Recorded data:
<<<<

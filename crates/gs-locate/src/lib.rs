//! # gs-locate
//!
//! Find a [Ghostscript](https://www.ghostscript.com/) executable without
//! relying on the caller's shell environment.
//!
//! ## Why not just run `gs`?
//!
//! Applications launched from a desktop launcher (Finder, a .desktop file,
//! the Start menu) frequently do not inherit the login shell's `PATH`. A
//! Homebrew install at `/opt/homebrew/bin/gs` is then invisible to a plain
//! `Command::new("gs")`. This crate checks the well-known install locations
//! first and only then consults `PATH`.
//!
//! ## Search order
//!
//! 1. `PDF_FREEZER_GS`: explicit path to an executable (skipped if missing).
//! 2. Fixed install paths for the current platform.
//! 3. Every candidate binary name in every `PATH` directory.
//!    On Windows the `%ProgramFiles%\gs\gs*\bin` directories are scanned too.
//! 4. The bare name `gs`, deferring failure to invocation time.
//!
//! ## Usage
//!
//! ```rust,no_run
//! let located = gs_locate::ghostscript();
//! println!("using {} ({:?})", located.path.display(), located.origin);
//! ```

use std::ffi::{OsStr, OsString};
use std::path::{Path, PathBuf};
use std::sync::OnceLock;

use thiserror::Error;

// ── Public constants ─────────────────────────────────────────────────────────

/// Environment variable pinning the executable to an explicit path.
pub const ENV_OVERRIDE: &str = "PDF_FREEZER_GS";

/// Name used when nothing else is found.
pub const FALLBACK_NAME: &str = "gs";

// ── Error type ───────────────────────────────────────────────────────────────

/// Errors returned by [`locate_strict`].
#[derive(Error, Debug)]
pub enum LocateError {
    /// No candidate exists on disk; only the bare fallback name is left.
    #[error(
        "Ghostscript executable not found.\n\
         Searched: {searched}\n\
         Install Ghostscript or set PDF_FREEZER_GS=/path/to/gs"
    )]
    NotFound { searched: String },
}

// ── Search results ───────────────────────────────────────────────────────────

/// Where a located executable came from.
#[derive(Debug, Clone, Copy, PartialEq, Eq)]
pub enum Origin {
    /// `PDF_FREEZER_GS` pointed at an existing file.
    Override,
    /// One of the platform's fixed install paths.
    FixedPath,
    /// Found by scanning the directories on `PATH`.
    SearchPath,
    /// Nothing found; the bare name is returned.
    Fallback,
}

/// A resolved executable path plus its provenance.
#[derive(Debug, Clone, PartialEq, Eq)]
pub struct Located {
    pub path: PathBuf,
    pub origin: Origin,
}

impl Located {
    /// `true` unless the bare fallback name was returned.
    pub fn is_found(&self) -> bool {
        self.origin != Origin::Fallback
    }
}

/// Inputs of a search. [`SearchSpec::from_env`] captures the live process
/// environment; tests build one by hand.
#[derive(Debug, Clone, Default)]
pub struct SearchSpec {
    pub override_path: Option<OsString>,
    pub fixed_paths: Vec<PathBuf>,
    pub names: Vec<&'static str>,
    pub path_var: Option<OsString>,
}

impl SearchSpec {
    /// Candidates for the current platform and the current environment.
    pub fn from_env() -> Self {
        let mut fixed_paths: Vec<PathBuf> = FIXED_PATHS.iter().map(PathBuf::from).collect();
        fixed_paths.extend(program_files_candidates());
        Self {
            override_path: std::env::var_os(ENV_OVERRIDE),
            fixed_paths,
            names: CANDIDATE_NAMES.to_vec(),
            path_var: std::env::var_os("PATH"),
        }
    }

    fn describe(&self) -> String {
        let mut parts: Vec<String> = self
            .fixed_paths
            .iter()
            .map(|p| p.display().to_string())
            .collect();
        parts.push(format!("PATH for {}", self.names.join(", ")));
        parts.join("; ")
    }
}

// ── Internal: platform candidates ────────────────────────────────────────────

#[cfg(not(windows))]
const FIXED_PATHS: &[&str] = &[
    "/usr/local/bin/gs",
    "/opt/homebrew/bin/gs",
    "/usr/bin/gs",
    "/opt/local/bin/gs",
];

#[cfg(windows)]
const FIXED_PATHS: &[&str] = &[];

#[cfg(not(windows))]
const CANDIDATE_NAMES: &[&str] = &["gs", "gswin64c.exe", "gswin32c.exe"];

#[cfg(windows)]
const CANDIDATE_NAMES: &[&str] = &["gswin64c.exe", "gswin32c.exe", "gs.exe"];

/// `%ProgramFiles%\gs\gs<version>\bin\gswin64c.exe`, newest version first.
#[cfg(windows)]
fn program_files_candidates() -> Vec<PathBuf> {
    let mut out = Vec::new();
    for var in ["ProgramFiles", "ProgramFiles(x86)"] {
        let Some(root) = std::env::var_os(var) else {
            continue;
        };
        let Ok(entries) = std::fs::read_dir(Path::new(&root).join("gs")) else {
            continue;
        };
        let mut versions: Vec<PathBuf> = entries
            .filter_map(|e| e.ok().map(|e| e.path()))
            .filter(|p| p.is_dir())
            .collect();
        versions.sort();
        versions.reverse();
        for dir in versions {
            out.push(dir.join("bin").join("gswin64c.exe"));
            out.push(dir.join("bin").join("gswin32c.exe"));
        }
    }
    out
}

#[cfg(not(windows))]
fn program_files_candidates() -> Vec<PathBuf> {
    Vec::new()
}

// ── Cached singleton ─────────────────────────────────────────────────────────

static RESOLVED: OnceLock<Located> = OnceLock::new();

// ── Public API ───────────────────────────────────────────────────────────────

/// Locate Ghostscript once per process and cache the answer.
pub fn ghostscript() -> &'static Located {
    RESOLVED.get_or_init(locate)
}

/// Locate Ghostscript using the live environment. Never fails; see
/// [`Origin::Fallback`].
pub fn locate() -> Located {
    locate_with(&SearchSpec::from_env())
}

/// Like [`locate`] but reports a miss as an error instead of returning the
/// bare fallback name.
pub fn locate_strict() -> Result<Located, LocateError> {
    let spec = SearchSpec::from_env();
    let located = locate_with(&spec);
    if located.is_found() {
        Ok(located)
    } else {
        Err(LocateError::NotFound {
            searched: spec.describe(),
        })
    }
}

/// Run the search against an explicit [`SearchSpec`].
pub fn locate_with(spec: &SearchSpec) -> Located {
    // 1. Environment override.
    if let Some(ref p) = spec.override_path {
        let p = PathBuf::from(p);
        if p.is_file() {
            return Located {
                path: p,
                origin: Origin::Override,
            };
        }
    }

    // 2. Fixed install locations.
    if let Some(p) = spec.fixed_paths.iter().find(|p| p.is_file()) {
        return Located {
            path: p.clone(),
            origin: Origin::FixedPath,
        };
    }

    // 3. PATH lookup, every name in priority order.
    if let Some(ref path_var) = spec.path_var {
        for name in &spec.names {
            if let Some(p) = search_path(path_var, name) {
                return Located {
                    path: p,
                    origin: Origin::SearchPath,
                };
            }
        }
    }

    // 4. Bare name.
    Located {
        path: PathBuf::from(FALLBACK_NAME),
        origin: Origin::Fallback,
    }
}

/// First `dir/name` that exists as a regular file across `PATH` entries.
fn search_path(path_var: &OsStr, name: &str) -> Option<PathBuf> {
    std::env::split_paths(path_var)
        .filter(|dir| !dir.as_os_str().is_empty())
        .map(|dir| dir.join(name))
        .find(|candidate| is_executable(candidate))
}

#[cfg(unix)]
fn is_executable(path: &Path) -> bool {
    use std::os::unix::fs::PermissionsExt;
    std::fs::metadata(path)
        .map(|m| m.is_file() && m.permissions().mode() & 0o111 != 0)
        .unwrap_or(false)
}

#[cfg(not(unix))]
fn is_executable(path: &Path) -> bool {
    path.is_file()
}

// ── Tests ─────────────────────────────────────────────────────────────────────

>>>>

## Instructions for the task
Tell how many lines in the data above hold "shell". Nothing but the number.

## Problem solution
2